Adrian Monk: Your honor, I will not be able to serve today, unfortunately. For a number of reasons. First off... There's the bathroom situation. I can't share a bathroom. I just can't. You can ask Natalie. Natalie?
Natalie: Yeah, he's persnickety. He's very persnickety. He's persnickety squared.

Quote from Adrian Monk

Natalie: Good morning. Picked up your mail. What is going on?
Adrian Monk: Oh, I'm having fun. I love this stuff.
Natalie: Yeah, so I see.
Adrian Monk: You know, I usually don't like shaking hands, but I ever met the man invented Tupperware, I would shake his hand.
Natalie: I think he might be dead.
Adrian Monk: Well, I would still shake his hand, because he's probably perfectly preserved. All right, look. It's virtually airtight. Look at this.

Quote from Adrian Monk

Adrian Monk: I have two plants at home that are completely dependent on me, your honor.
Judge Rienzo: Plants?
Adrian Monk: I have a fern and a small azalea bush.
Judge Rienzo: And you have an assistant.
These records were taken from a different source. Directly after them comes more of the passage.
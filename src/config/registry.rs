//!
//! Registry of known rule identifiers and plugin namespaces, used by
//! validation. The known set is the union of every built-in preset's rule
//! keys plus a static table of core rules no preset configures.

use std::collections::BTreeSet;
use std::sync::OnceLock;

use phf::phf_set;

use super::presets;

/// Plugin namespaces the registry knows about.
pub const KNOWN_NAMESPACES: &[&str] = &["@typescript-eslint", "vue"];

static EXTRA_CORE_RULES: phf::Set<&'static str> = phf_set! {
    "camelcase",
    "curly",
    "default-case",
    "dot-notation",
    "eqeqeq",
    "no-alert",
    "no-console",
    "no-else-return",
    "no-empty-function",
    "no-eval",
    "no-implicit-coercion",
    "no-lonely-if",
    "no-nested-ternary",
    "no-param-reassign",
    "no-shadow",
    "no-throw-literal",
    "no-use-before-define",
    "no-useless-return",
    "no-var",
    "object-shorthand",
    "prefer-arrow-callback",
    "prefer-const",
    "prefer-template",
    "radix",
    "yoda",
};

/// Split a rule identifier into plugin namespace and bare rule name.
///
/// Core rules have no namespace. Scoped plugins keep the scope:
/// `@typescript-eslint/no-unused-vars` splits into `@typescript-eslint`
/// and `no-unused-vars`; `@scope/plugin/rule` into `@scope/plugin` and
/// `rule`.
pub fn split_rule_id(id: &str) -> (Option<&str>, &str) {
    let Some(first) = id.find('/') else {
        return (None, id);
    };
    if id.starts_with('@') {
        if let Some(offset) = id[first + 1..].find('/') {
            let second = first + 1 + offset;
            return (Some(&id[..second]), &id[second + 1..]);
        }
    }
    (Some(&id[..first]), &id[first + 1..])
}

fn preset_rule_ids() -> &'static BTreeSet<String> {
    static IDS: OnceLock<BTreeSet<String>> = OnceLock::new();
    IDS.get_or_init(|| {
        let mut ids = BTreeSet::new();
        for name in presets::PRESET_NAMES {
            // Built-in names always expand; a failure here would be a bug
            // in the registry itself.
            if let Ok(fragments) = presets::expand(name) {
                for fragment in fragments {
                    ids.extend(fragment.rules.keys().cloned());
                }
            }
        }
        ids
    })
}

pub fn is_known_rule(id: &str) -> bool {
    EXTRA_CORE_RULES.contains(id) || preset_rule_ids().contains(id)
}

pub fn is_known_namespace(namespace: &str) -> bool {
    KNOWN_NAMESPACES.contains(&namespace)
}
Can't she water the plants?
Adrian Monk: Good question. Here's the thing. She has a tendency to overwater.
Natalie: Okay, that is not true. That happened once.
Adrian Monk: More than once.
Natalie: It was two ounces.
Adrian Monk: Two ounces to an azalea bush is like a swimming pool.
Natalie: Okay, wait-
Judge Rienzo: Mr. Monk, I have seen hundreds of people pretend to be disturbed to avoid jury duty, but you, sir, are in a class by yourself.
Adrian Monk: You're too kind.
Judge Rienzo: Well, it's not gonna work, sir. You have a seat, Mr. Monk.
Adrian Monk: Objection.
Judge Rienzo: You're juror number 11.